Machine learning, data science, and data analytics or scientists are emerging fields growing into various sub-fields, helping companies improve their efficiency and performance at certain stages during the operations and services. Hence, understanding these technologies is very important to realize their right use and benefits into various sectors. So, here we have discussed what data science is and what is machine learning with few sets of examples.
What Is Data Science?
Data science is a term used for dealing with big data that includes data collection, cleansing, preparation, and analysis for various purposes. A data scientist collects data from multiple sources and after analysis, applies into predictive analysis or machine learning and sentiment analysis to extract the critical information from the data sets. These data scientists analyze and understand the data from a business perspective and give useful insights and accurate predictions that can be used while taking critical business decisions.
What is Machine Learning?
Machine Learning is defined as a practice of using the suitable algorithms to utilize the data for learning and predict the future trend for a particular area. Machine learning software contains the statistical and predictive analysis that is used to recognize the patterns and find the hidden insights based on perceived data. The best examples of a machine learning application are Virtual assistant devices like Amazon’s Aleza, Google Assistance, Apple’s Siri, and Microsoft’s Cortana. Social platforms like Facebook work on machine learning principles and predict or respond as per the past behavior of the users to suggest them the most suitable things.

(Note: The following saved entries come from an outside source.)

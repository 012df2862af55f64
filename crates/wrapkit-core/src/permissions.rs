use std::future::Future;

use serde::{Deserialize, Serialize};

use crate::inference::{AiError, Inference};

/// Characters of markup sent for analysis. Larger inputs are cut silently.
pub const MAX_ANALYZED_CHARS: usize = 15_000;
/// Analyzed in place of empty markup.
pub const GENERIC_WEB_APP: &str = "GENERIC_WEB_APP";
pub const FALLBACK_REASONING: &str =
    "Automatic analysis failed. Basic permissions were applied.";

/// Device capabilities a web app appears to need.
///
/// `usesInternet`, `usesCamera` and `reasoning` are required on the wire; the
/// remaining flags default to `false` and `customPermissions` to empty.
#[derive(Clone, Debug, Deserialize, Eq, PartialEq, Serialize)]
#[serde(rename_all = "camelCase")]
pub struct PermissionProfile {
    pub uses_internet: bool,
    pub uses_camera: bool,
    #[serde(default)]
    pub uses_location: bool,
    #[serde(default)]
    pub uses_microphone: bool,
    #[serde(default)]
    pub uses_storage: bool,
    #[serde(default)]
    pub custom_permissions: Vec<String>,
    pub reasoning: String,
}

impl PermissionProfile {
    /// Internet only. Used whenever inference fails.
    pub fn fallback() -> Self {
        Self {
            uses_internet: true,
            uses_camera: false,
            uses_location: false,
            uses_microphone: false,
            uses_storage: false,
            custom_permissions: Vec::new(),
            reasoning: FALLBACK_REASONING.to_string(),
        }
    }

    pub fn from_json(text: &str) -> Result<Self, AiError> {
        serde_json::from_str(text.trim()).map_err(|e| AiError::Schema(e.to_string()))
    }

    /// JSON schema handed to the backend for structured output.
    pub fn response_schema() -> serde_json::Value {
        serde_json::json!({
            "type": "OBJECT",
            "properties": {
                "usesInternet": { "type": "BOOLEAN" },
                "usesCamera": { "type": "BOOLEAN" },
                "usesLocation": { "type": "BOOLEAN" },
                "usesMicrophone": { "type": "BOOLEAN" },
                "usesStorage": { "type": "BOOLEAN" },
                "customPermissions": {
                    "type": "ARRAY",
                    "items": { "type": "STRING" },
                    "description": "Any other specific permissions like BLUETOOTH, VIBRATE, etc."
                },
                "reasoning": {
                    "type": "STRING",
                    "description": "Detailed explanation of why these permissions were chosen based on the code analysis."
                }
            },
            "required": ["usesInternet", "usesCamera", "reasoning"]
        })
    }
}

/// Backend able to answer a prompt with JSON constrained by a schema.
pub trait PermissionBackend {
    fn analyze(
        &self,
        prompt: &str,
        schema: &serde_json::Value,
    ) -> impl Future<Output = Result<String, AiError>> + Send;
}

pub struct PermissionInferenceClient<B> {
    backend: B,
}

impl<B: PermissionBackend + Sync> PermissionInferenceClient<B> {
    pub fn new(backend: B) -> Self {
        Self { backend }
    }

    /// Never fails: backend or schema errors yield [`PermissionProfile::fallback`].
    pub async fn infer(&self, markup_text: &str) -> Inference<PermissionProfile> {
        let prompt = analysis_prompt(markup_text);
        let schema = PermissionProfile::response_schema();

        let result = match self.backend.analyze(&prompt, &schema).await {
            Ok(text) => PermissionProfile::from_json(&text),
            Err(e) => Err(e),
        };

        match result {
            Ok(profile) => {
                tracing::info!(
                    camera = profile.uses_camera,
                    location = profile.uses_location,
                    microphone = profile.uses_microphone,
                    storage = profile.uses_storage,
                    custom = profile.custom_permissions.len(),
                    "permission profile inferred"
                );
                Inference::Inferred(profile)
            }
            Err(cause) => {
                tracing::warn!(%cause, "permission inference failed; using default profile");
                Inference::Defaulted {
                    value: PermissionProfile::fallback(),
                    cause,
                }
            }
        }
    }
}

/// First [`MAX_ANALYZED_CHARS`] characters, never splitting a code point.
pub fn truncate_for_analysis(markup_text: &str) -> &str {
    match markup_text.char_indices().nth(MAX_ANALYZED_CHARS) {
        Some((idx, _)) => &markup_text[..idx],
        None => markup_text,
    }
}

pub fn analysis_prompt(markup_text: &str) -> String {
    let code = if markup_text.trim().is_empty() {
        GENERIC_WEB_APP
    } else {
        truncate_for_analysis(markup_text)
    };
    format!(
        r#"Act as a senior Android Engineer. I have a web application code (HTML/JS).
I need to wrap this in an Android WebView.

Analyze the following code deeply to understand what native device features it likely accesses.
Determine which AndroidManifest.xml permissions are required.

Code snippet (first {MAX_ANALYZED_CHARS} chars):
{code}

Think carefully about implied usage (e.g., <input type="file"> might need storage, navigator.geolocation needs location).
Return the result in JSON.
"#
    )
}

Both data science and machine learning as a service have their own uses and are important to various fields, but both are based on data that can be gathered, analyzed, and applied into predicting certain answers in a specific field. Data science is simply related to data gathering and analysis, while machine learning datasets are the process of feeding datasets for training the machines with the help of certain algorithms as per the requirements. The main difference between data science and machine learning is that data science covers the whole spectrum of data processing, not just the algorithmic or statistical aspects.